A copy protection, licensing software written in C++ for Windows and Linux (with a simple C api for use in C projects).
Protect the software you develop from unauthorized copies, limit the usage in time, to a specific set of machines, or prevent the usage in virtualized environments. It is an Open License Manager that helps to keep your software closed 😏 . Among other features if it runs on a "real hardware" it can generate a signature of that hardware and report if the signature doesn't match.
A comprehensive list of features, and their status is available in the project wiki.
If you plan to use this library or part of it remember to show us your appreciation giving it a star here on GitHub.
The project is donated to the community. It comes with a very large freedom of use for everyone, and it will always be. It uses a BSD 3 clauses licensing schema, that allows free modification and inclusion in commercial software.
The software is made by 3 main sub-components:
- a C++ library with a nice C api,
licensecc
with minimal (or no) external dependencies (the part you have to integrate in your software) that is the project you're currently in. - a license debugger
lcc-inspector
to be sent to the final customer when there are licensing problems or for calculating the pc hash before issuing the license. - a license generator (github project lcc-license-generator)
lcc
for customizing the library and generate the licenses.
Below an overview of the basic build procedure, you can find detailed instructions for linux or windows in the project web site.
- Operating system: Linux(Ubuntu, CentOS), Windows
- compilers : GCC (Linux) MINGW (Linux cross compile for Windows), MINGW or MSVC (Windows)
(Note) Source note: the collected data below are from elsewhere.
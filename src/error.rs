use thiserror::Error;

#[derive(Debug, Error)]
pub enum RiftError {
    #[error("Configuration error: {0}")]
    Config(String),

    #[error("API error {status}: {message}")]
    UpstreamStatus { status: u16, message: String },

    #[error("No response received from the server: {0}")]
    NoResponse(String),

    #[error("Request error: {0}")]
    RequestBuild(String),

    #[error("Decoding response error: {0}")]
    Decode(String),

    #[error("DataDragon error: {0}")]
    StaticData(String),
}

impl RiftError {
    /// Status code returned by the Riot API, if the failure came from one.
    pub fn status(&self) -> Option<u16> {
        match self {
            Self::UpstreamStatus { status, .. } => Some(*status),
            _ => None,
        }
    }
}

/// Every call either succeeds with the decoded payload or fails with a [`RiftError`].
pub type RiftResult<T> = Result<T, RiftError>;

#[cfg(test)]
mod tests {
    use super::RiftError;

    #[test]
    fn display_carries_status_and_message() {
        let err = RiftError::UpstreamStatus {
            status: 403,
            message: "Forbidden".into(),
        };

        assert_eq!(err.to_string(), "API error 403: Forbidden");
        assert_eq!(err.status(), Some(403));
    }

    #[test]
    fn non_status_errors_have_no_status() {
        assert_eq!(RiftError::Config("unknown region".into()).status(), None);
        assert_eq!(RiftError::NoResponse("timed out".into()).status(), None);
        assert_eq!(
            RiftError::StaticData("boom".into()).to_string(),
            "DataDragon error: boom"
        );
    }
}
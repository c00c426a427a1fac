use clap::{Parser, Subcommand};
use rift_client::{
    AccountApi, Config, DataDragon, MatchApi, MatchListOptions, RiftResult, RiotClient,
    SummonerApi, logging,
};
use serde_json::Value;

#[derive(Parser, Debug)]
#[command(name = "rift-client")]
#[command(about = "Query the Riot Games API and Data Dragon", long_about = None)]
struct Args {
    /// Platform code (NA1, EUW1, KR...), defaults to RIOT_REGION
    #[arg(short, long, global = true)]
    region: Option<String>,

    #[command(subcommand)]
    command: Command,
}

#[derive(Subcommand, Debug)]
enum Command {
    /// Look an account up by Riot ID ("Name#TAG", or "Name" with --tag)
    Account {
        riot_id: String,
        #[arg(short, long)]
        tag: Option<String>,
    },
    /// Fetch the summoner profile of a puuid
    Summoner { puuid: String },
    /// List match ids of a puuid
    Matches {
        puuid: String,
        #[arg(long)]
        start: Option<u32>,
        #[arg(short, long)]
        count: Option<u32>,
        #[arg(short, long)]
        queue: Option<u32>,
        /// ranked, normal, tourney or tutorial
        #[arg(long = "type")]
        match_type: Option<String>,
    },
    /// Fetch the details of a match
    Match { match_id: String },
    /// Fetch the Data Dragon champion dataset
    Champions,
    /// Fetch the Data Dragon item dataset
    Items,
}

#[tokio::main]
async fn main() {
    logging::init();
    let args = Args::parse();

    match render(run(args).await) {
        Ok(json) => println!("{}", json),
        Err(message) => {
            eprintln!("{}", message);
            std::process::exit(1);
        }
    }
}

/// Pretty JSON for stdout, or the message to print on stderr.
fn render(result: RiftResult<Value>) -> Result<String, String> {
    let value = result.map_err(|e| {
        tracing::debug!("command failed: {:?}", e);
        e.to_string()
    })?;
    serde_json::to_string_pretty(&value).map_err(|e| format!("cannot print response: {}", e))
}

async fn run(args: Args) -> RiftResult<Value> {
    let config = Config::from_env();
    let region = args.region.as_deref();

    match args.command {
        Command::Champions => DataDragon::from_config(&config)?.get_champions().await,
        Command::Items => DataDragon::from_config(&config)?.get_items().await,
        Command::Account { riot_id, tag } => {
            let client = RiotClient::new(&config)?;
            let account = client
                .get_account_by_riot_id(&riot_id, tag.as_deref(), region)
                .await?;
            Ok(serde_json::json!({
                "puuid": account.puuid,
                "gameName": account.game_name,
                "tagLine": account.tag_line,
            }))
        }
        Command::Summoner { puuid } => {
            RiotClient::new(&config)?
                .get_summoner_by_puuid(&puuid, region)
                .await
        }
        Command::Matches {
            puuid,
            start,
            count,
            queue,
            match_type,
        } => {
            let options = MatchListOptions {
                start,
                count,
                queue,
                match_type,
                ..Default::default()
            };
            let ids = RiotClient::new(&config)?
                .list_match_ids(&puuid, &options, region)
                .await?;
            Ok(Value::from(ids))
        }
        Command::Match { match_id } => {
            RiotClient::new(&config)?
                .get_match_detail(&match_id, region)
                .await
        }
    }
}

#[cfg(test)]
mod tests {
    use super::*;
    use rift_client::RiftError;

    #[test]
    fn success_is_rendered_as_pretty_json() {
        let out = render(Ok(serde_json::json!({"puuid": "p"}))).unwrap();

        assert_eq!(out, "{\n  \"puuid\": \"p\"\n}");
    }

    #[test]
    fn failure_is_rendered_as_the_error_message() {
        let err = render(Err(RiftError::UpstreamStatus {
            status: 404,
            message: "Data not found".into(),
        }))
        .unwrap_err();

        assert_eq!(err, "API error 404: Data not found");
    }
}
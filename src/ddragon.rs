//! Data Dragon static data client.
//!
//! Champion and item datasets are public, versioned reference data. Unlike the
//! Riot API client there is no key and no region, and every failure collapses
//! into [`RiftError::StaticData`].

use std::time::Duration;

use serde::de::DeserializeOwned;

use crate::config::{Config, DEFAULT_DDRAGON_LOCALE, DEFAULT_DDRAGON_VERSION};
use crate::error::{RiftError, RiftResult};
use crate::riot::types::StaticDataSet;

const DDRAGON_CDN: &str = "https://ddragon.leagueoflegends.com/cdn";

#[derive(Debug, Clone)]
pub struct DataDragon {
    client: reqwest::Client,
    base_url: String,
    version: String,
    locale: String,
}

impl DataDragon {
    pub fn new(version: impl Into<String>, locale: impl Into<String>) -> Self {
        Self {
            client: reqwest::Client::new(),
            base_url: DDRAGON_CDN.to_string(),
            version: version.into(),
            locale: locale.into(),
        }
    }

    /// Client for the configured pair, giving up after `config.request_timeout`.
    pub fn from_config(config: &Config) -> RiftResult<Self> {
        Self::new(&config.ddragon_version, &config.ddragon_locale)
            .with_timeout(config.request_timeout)
    }

    pub fn with_timeout(mut self, timeout: Duration) -> RiftResult<Self> {
        self.client = reqwest::Client::builder()
            .timeout(timeout)
            .build()
            .map_err(|e| RiftError::Config(format!("cannot build HTTP client: {}", e)))?;
        Ok(self)
    }

    /// Serve the same layout from another CDN root.
    pub fn with_base_url(mut self, base_url: impl Into<String>) -> Self {
        self.base_url = base_url.into().trim_end_matches('/').to_string();
        self
    }

    pub fn version(&self) -> &str {
        &self.version
    }

    pub fn locale(&self) -> &str {
        &self.locale
    }

    pub fn dataset_url(&self, file: &str) -> String {
        format!(
            "{}/{}/data/{}/{}",
            self.base_url,
            urlencoding::encode(&self.version),
            urlencoding::encode(&self.locale),
            file
        )
    }

    pub async fn get_champions(&self) -> RiftResult<StaticDataSet> {
        self.fetch("champion.json").await
    }

    pub async fn get_items(&self) -> RiftResult<StaticDataSet> {
        self.fetch("item.json").await
    }

    async fn fetch<T: DeserializeOwned>(&self, file: &str) -> RiftResult<T> {
        let url = self.dataset_url(file);
        tracing::trace!("[DDRAGON] fetching {}", url);

        let res = self
            .client
            .get(url)
            .send()
            .await
            .and_then(|res| res.error_for_status())
            .map_err(|e| RiftError::StaticData(e.to_string()))?;

        res.json()
            .await
            .map_err(|e| RiftError::StaticData(e.to_string()))
    }
}

impl Default for DataDragon {
    fn default() -> Self {
        Self::new(DEFAULT_DDRAGON_VERSION, DEFAULT_DDRAGON_LOCALE)
    }
}
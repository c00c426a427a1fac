pub mod account;
pub mod match_v5;
pub mod summoner;

pub use account::AccountApi;
pub use match_v5::MatchApi;
pub use summoner::SummonerApi;

/// Every endpoint group of the Riot API covered by this crate.
pub trait RiotApiFull: AccountApi + SummonerApi + MatchApi {}

impl<T: AccountApi + SummonerApi + MatchApi> RiotApiFull for T {}
use async_trait::async_trait;

use crate::error::{RiftError, RiftResult};
use crate::riot::client::RiotClient;
use crate::riot::types::AccountDto;

const RIOT_ID_SEPARATOR: char = '#';

/// Account-v1: Riot ID to account lookups, served by the shard host.
#[async_trait]
pub trait AccountApi: Send + Sync {
    /// Look an account up by Riot ID.
    ///
    /// `identifier` is either a full Riot ID (`Name#TAG`), in which case
    /// `tag_line` is ignored, or a bare game name completed by `tag_line`.
    async fn get_account_by_riot_id(
        &self,
        identifier: &str,
        tag_line: Option<&str>,
        region: Option<&str>,
    ) -> RiftResult<AccountDto>;
}

/// Split a Riot ID into its game name and tag line.
pub fn split_riot_id<'a>(
    identifier: &'a str,
    tag_line: Option<&'a str>,
) -> RiftResult<(&'a str, &'a str)> {
    let (game_name, tag_line) = match identifier.split_once(RIOT_ID_SEPARATOR) {
        Some((game_name, tag_line)) => (game_name, tag_line),
        None => (identifier, tag_line.unwrap_or_default()),
    };

    if tag_line.is_empty() {
        return Err(RiftError::Config("tag line required".into()));
    }
    if game_name.is_empty() {
        return Err(RiftError::Config("game name required".into()));
    }

    Ok((game_name, tag_line))
}

pub fn by_riot_id_url(shard_host: &str, game_name: &str, tag_line: &str) -> String {
    format!(
        "{}/riot/account/v1/accounts/by-riot-id/{}/{}",
        shard_host,
        urlencoding::encode(game_name),
        urlencoding::encode(tag_line)
    )
}

#[async_trait]
impl AccountApi for RiotClient {
    async fn get_account_by_riot_id(
        &self,
        identifier: &str,
        tag_line: Option<&str>,
        region: Option<&str>,
    ) -> RiftResult<AccountDto> {
        let (game_name, tag_line) = split_riot_id(identifier, tag_line)?;
        let entry = self.resolve(region)?;

        tracing::trace!(
            "[RIOT::CLIENT] get_account_by_riot_id {}#{} in {}",
            game_name,
            tag_line,
            entry.code
        );

        self.get(by_riot_id_url(&entry.shard_host, game_name, tag_line))
            .await
    }
}
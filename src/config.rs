use std::env;
use std::time::Duration;

pub const DEFAULT_REGION: &str = "EUW1";
pub const DEFAULT_DDRAGON_VERSION: &str = "14.19.1";
pub const DEFAULT_DDRAGON_LOCALE: &str = "en_US";
const DEFAULT_REQUEST_TIMEOUT_SECS: u64 = 10;

/// Process configuration, read once at startup.
///
/// Nothing is validated here: [`crate::RiotClient::new`] rejects a missing key
/// or an unknown default region.
#[derive(Debug, Clone)]
pub struct Config {
    pub riot_api_key: Option<String>,
    pub default_region: String,
    pub ddragon_version: String,
    pub ddragon_locale: String,
    pub request_timeout: Duration,
}

impl Config {
    /// Configuration with the default region, Data Dragon pair and timeout.
    pub fn new(riot_api_key: impl Into<String>) -> Self {
        Self {
            riot_api_key: Some(riot_api_key.into()),
            default_region: DEFAULT_REGION.into(),
            ddragon_version: DEFAULT_DDRAGON_VERSION.into(),
            ddragon_locale: DEFAULT_DDRAGON_LOCALE.into(),
            request_timeout: Duration::from_secs(DEFAULT_REQUEST_TIMEOUT_SECS),
        }
    }

    pub fn from_env() -> Self {
        dotenvy::dotenv().ok();

        let riot_api_key = env::var("RIOT_API_KEY").ok().filter(|key| !key.is_empty());

        let default_region = env::var("RIOT_REGION")
            .unwrap_or_else(|_| DEFAULT_REGION.into())
            .to_uppercase();

        let ddragon_version =
            env::var("DDRAGON_VERSION").unwrap_or_else(|_| DEFAULT_DDRAGON_VERSION.into());

        let ddragon_locale =
            env::var("DDRAGON_LOCALE").unwrap_or_else(|_| DEFAULT_DDRAGON_LOCALE.into());

        let request_timeout_secs = env::var("REQUEST_TIMEOUT_SECS")
            .ok()
            .and_then(|v| v.parse().ok())
            .filter(|secs| *secs > 0)
            .unwrap_or(DEFAULT_REQUEST_TIMEOUT_SECS);

        Self {
            riot_api_key,
            default_region,
            ddragon_version,
            ddragon_locale,
            request_timeout: Duration::from_secs(request_timeout_secs),
        }
    }
}

#[cfg(test)]
mod tests {
    use super::*;

    #[test]
    fn new_uses_defaults() {
        let config = Config::new("RGAPI-TEST");

        assert_eq!(config.riot_api_key.as_deref(), Some("RGAPI-TEST"));
        assert_eq!(config.default_region, "EUW1");
        assert_eq!(config.ddragon_version, "14.19.1");
        assert_eq!(config.ddragon_locale, "en_US");
        assert_eq!(config.request_timeout, Duration::from_secs(10));
    }
}
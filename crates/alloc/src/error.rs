//! Error types for nebula-alloc
//!
//! Uses thiserror for clean, idiomatic Rust error definitions.
//!
//! Only conditions a correct caller can run into are reported here. Contract
//! violations (wrong size on release, foreign pointers, out-of-order marker
//! restores) are undefined behaviour and never surface as an error value.

use core::alloc::Layout;
use thiserror::Error;

#[cfg(feature = "logging")]
use tracing::{debug, warn};

/// Allocation errors
#[must_use = "errors should be handled"]
#[non_exhaustive]
#[derive(Error, Debug, Clone, PartialEq, Eq)]
pub enum AllocError {
    /// The buffer, chunk chain or free chain cannot satisfy the request
    #[error("out of space: requested {size} bytes with {align} byte alignment, {available} bytes available")]
    OutOfSpace {
        size: usize,
        align: usize,
        available: usize,
    },

    /// A pool request larger than the pool's fixed chunk size
    #[error("requested {size} bytes exceeds pool chunk size of {chunk_size} bytes")]
    ChunkTooLarge { size: usize, chunk_size: usize },

    /// The allocator wrapped by a decorator failed
    #[error("backing allocator failed: {source}")]
    BackingFailure {
        #[source]
        source: Box<AllocError>,
    },

    /// Size and alignment do not form a valid layout
    #[error("invalid layout: {size} bytes with {align} byte alignment")]
    InvalidLayout { size: usize, align: usize },

    /// Allocator construction parameters are unusable
    #[error("invalid configuration: {reason}")]
    InvalidConfig { reason: String },
}

impl AllocError {
    /// Get error code for categorization
    #[must_use]
    pub fn code(&self) -> &'static str {
        match self {
            Self::OutOfSpace { .. } => "ALLOC:OUT_OF_SPACE",
            Self::ChunkTooLarge { .. } => "ALLOC:CHUNK_TOO_LARGE",
            Self::BackingFailure { .. } => "ALLOC:BACKING_FAILURE",
            Self::InvalidLayout { .. } => "ALLOC:INVALID_LAYOUT",
            Self::InvalidConfig { .. } => "ALLOC:INVALID_CONFIG",
        }
    }

    // ========================================================================
    // Convenience Constructors
    // ========================================================================

    /// Create out of space error
    pub fn out_of_space(size: usize, align: usize, available: usize) -> Self {
        #[cfg(feature = "logging")]
        debug!(size, align, available, "allocation request exceeds available space");

        Self::OutOfSpace {
            size,
            align,
            available,
        }
    }

    /// Create out of space error from layout
    pub fn out_of_space_for(layout: Layout, available: usize) -> Self {
        Self::out_of_space(layout.size(), layout.align(), available)
    }

    /// Create chunk too large error
    pub fn chunk_too_large(size: usize, chunk_size: usize) -> Self {
        #[cfg(feature = "logging")]
        warn!(size, chunk_size, "pool request larger than chunk size");

        Self::ChunkTooLarge { size, chunk_size }
    }

    /// Wrap an error reported by a backing allocator
    pub fn backing_failure(source: AllocError) -> Self {
        #[cfg(feature = "logging")]
        debug!(code = source.code(), "backing allocator failed");

        Self::BackingFailure {
            source: Box::new(source),
        }
    }

    /// Create invalid layout error
    pub fn invalid_layout(size: usize, align: usize) -> Self {
        Self::InvalidLayout { size, align }
    }

    /// Create invalid configuration error
    pub fn invalid_config(reason: &str) -> Self {
        #[cfg(feature = "logging")]
        warn!(reason, "rejected allocator configuration");

        Self::InvalidConfig {
            reason: reason.to_string(),
        }
    }

    // ========================================================================
    // Kind checks
    // ========================================================================

    /// Check if this is an out of space error
    #[must_use]
    pub fn is_out_of_space(&self) -> bool {
        matches!(self, Self::OutOfSpace { .. })
    }

    /// Check if this is a chunk too large error
    #[must_use]
    pub fn is_chunk_too_large(&self) -> bool {
        matches!(self, Self::ChunkTooLarge { .. })
    }

    /// Check if this is a backing failure
    #[must_use]
    pub fn is_backing_failure(&self) -> bool {
        matches!(self, Self::BackingFailure { .. })
    }

    /// The error a backing allocator reported, if this wraps one
    #[must_use]
    pub fn backing_source(&self) -> Option<&AllocError> {
        match self {
            Self::BackingFailure { source } => Some(&**source),
            _ => None,
        }
    }
}

/// Result type for allocation operations
pub type AllocResult<T> = Result<T, AllocError>;

#[cfg(test)]
mod tests {
    use super::*;
    use std::error::Error as _;

    #[test]
    fn out_of_space_mentions_request() {
        let error = AllocError::out_of_space(1024, 8, 16);
        let message = error.to_string();
        assert!(message.contains("1024"));
        assert!(message.contains("16 bytes available"));
        assert!(error.is_out_of_space());
    }

    #[test]
    fn out_of_space_from_layout() {
        let layout = Layout::new::<u64>();
        let error = AllocError::out_of_space_for(layout, 0);
        assert_eq!(
            error,
            AllocError::OutOfSpace {
                size: 8,
                align: 8,
                available: 0
            }
        );
    }

    #[test]
    fn backing_failure_keeps_source() {
        let inner = AllocError::chunk_too_large(64, 32);
        let error = AllocError::backing_failure(inner.clone());

        assert!(error.is_backing_failure());
        assert_eq!(error.backing_source(), Some(&inner));
        assert!(error.source().is_some());
        assert!(error.to_string().contains("chunk size"));
    }

    #[test]
    fn error_codes() {
        assert_eq!(AllocError::out_of_space(1, 1, 0).code(), "ALLOC:OUT_OF_SPACE");
        assert_eq!(AllocError::chunk_too_large(64, 32).code(), "ALLOC:CHUNK_TOO_LARGE");
        assert_eq!(AllocError::invalid_layout(8, 3).code(), "ALLOC:INVALID_LAYOUT");
        assert_eq!(AllocError::invalid_config("zero").code(), "ALLOC:INVALID_CONFIG");
    }
}
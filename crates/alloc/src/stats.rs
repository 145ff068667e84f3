//! Allocator statistics tracking
//!
//! Counters live in a `Cell`, matching the single-threaded model of every
//! strategy in this crate. Collection is opt-in through
//! [`AllocatorConfig::track_stats`](crate::AllocatorConfig::track_stats).

use core::cell::Cell;
use core::fmt;

/// Statistics snapshot for an allocator
#[derive(Debug, Clone, Copy, Default, PartialEq, Eq)]
pub struct AllocatorStats {
    /// Successful allocations, including those made on behalf of `reallocate`
    pub allocation_count: usize,
    /// Calls to `release` with a non-null pointer
    pub release_count: usize,
    /// Successful reallocations
    pub reallocation_count: usize,
    /// Reallocations that kept the original address
    pub in_place_count: usize,
    /// Requests the allocator could not satisfy
    pub failed_allocations: usize,
    /// Highest number of bytes in use at once
    pub peak_used: usize,
}

impl AllocatorStats {
    /// Creates a new empty stats object
    pub const fn new() -> Self {
        Self {
            allocation_count: 0,
            release_count: 0,
            reallocation_count: 0,
            in_place_count: 0,
            failed_allocations: 0,
            peak_used: 0,
        }
    }

    /// Fraction of requests that succeeded (0.0 to 1.0)
    #[must_use]
    pub fn allocation_efficiency(&self) -> f64 {
        let attempts = self.allocation_count + self.failed_allocations;
        if attempts > 0 {
            self.allocation_count as f64 / attempts as f64
        } else {
            1.0
        }
    }

    /// Fraction of reallocations served without moving
    #[must_use]
    pub fn in_place_ratio(&self) -> Option<f64> {
        (self.reallocation_count > 0)
            .then(|| self.in_place_count as f64 / self.reallocation_count as f64)
    }
}

impl fmt::Display for AllocatorStats {
    fn fmt(&self, f: &mut fmt::Formatter<'_>) -> fmt::Result {
        writeln!(f, "Allocator Statistics:")?;
        writeln!(f, "  Allocations: {}", self.allocation_count)?;
        writeln!(f, "  Releases: {}", self.release_count)?;
        writeln!(
            f,
            "  Reallocations: {} ({} in place)",
            self.reallocation_count, self.in_place_count
        )?;
        writeln!(f, "  Failed allocations: {}", self.failed_allocations)?;
        write!(f, "  Peak used: {} bytes", self.peak_used)
    }
}

/// Trait for allocators that support statistics collection
pub trait StatisticsProvider {
    /// Get current statistics
    fn statistics(&self) -> AllocatorStats;

    /// Reset statistics
    fn reset_statistics(&self);

    /// Check if statistics collection is enabled
    fn statistics_enabled(&self) -> bool {
        true
    }
}

/// Helper for conditional statistics collection
#[derive(Debug)]
pub(crate) struct OptionalStats {
    stats: Option<Cell<AllocatorStats>>,
}

impl OptionalStats {
    pub(crate) fn new(enabled: bool) -> Self {
        Self {
            stats: enabled.then(|| Cell::new(AllocatorStats::new())),
        }
    }

    #[inline]
    fn update(&self, f: impl FnOnce(&mut AllocatorStats)) {
        if let Some(cell) = &self.stats {
            let mut stats = cell.get();
            f(&mut stats);
            cell.set(stats);
        }
    }

    #[inline]
    pub(crate) fn record_allocation(&self, used: usize) {
        self.update(|stats| {
            stats.allocation_count += 1;
            stats.peak_used = stats.peak_used.max(used);
        });
    }

    #[inline]
    pub(crate) fn record_release(&self) {
        self.update(|stats| stats.release_count += 1);
    }

    #[inline]
    pub(crate) fn record_reallocation(&self, in_place: bool, used: usize) {
        self.update(|stats| {
            stats.reallocation_count += 1;
            if in_place {
                stats.in_place_count += 1;
            }
            stats.peak_used = stats.peak_used.max(used);
        });
    }

    #[inline]
    pub(crate) fn record_failure(&self) {
        self.update(|stats| stats.failed_allocations += 1);
    }

    pub(crate) fn is_enabled(&self) -> bool {
        self.stats.is_some()
    }

    pub(crate) fn snapshot(&self) -> AllocatorStats {
        self.stats.as_ref().map(Cell::get).unwrap_or_default()
    }

    pub(crate) fn reset(&self) {
        if let Some(cell) = &self.stats {
            cell.set(AllocatorStats::new());
        }
    }
}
- tools : cmake(>3.6), git, make/ninja(linux)
- libs : If target is Linux Openssl is required. Windows depends only on system libraries. Boost is necessary to build license generator and to run the tests but it's NOT a dependency of the final
licensecc
library.
For a complete list of dependencies and supported environments see the wiki
Clone the project. It has submodules, don't forget the --recursive
option.
git clone --recursive https://github.com/open-license-manager/open-license-manager.git
cd open-license-manager/
cd build
cmake .. -DCMAKE_INSTALL_PREFIX=../install
make
make install
cmake .. -G "Visual Studio 14 2015 Win64" -DBOOST_ROOT="{Folder where boost is}" -DCMAKE_INSTALL_PREFIX=../install
cmake --build . --target install --config Release
x86_64-w64-mingw32.static-cmake .. -DCMAKE_INSTALL_PREFIX=../install
make
make install
make test
ctest -C Release
The examples repository that shows various ways to integrate open-licence-manager
into your project.
The easiest way you can solve your problems or ask help is through the forum (hosted on Google),
otherwise if you think there is a problem you can open an issue in the issue system.
Have a look to the contribution guidelines before reporting.
We use GitFlow (or at least a subset of it).
Remember to install the gitflow git plugin and use develop
as default branch for your pull requests.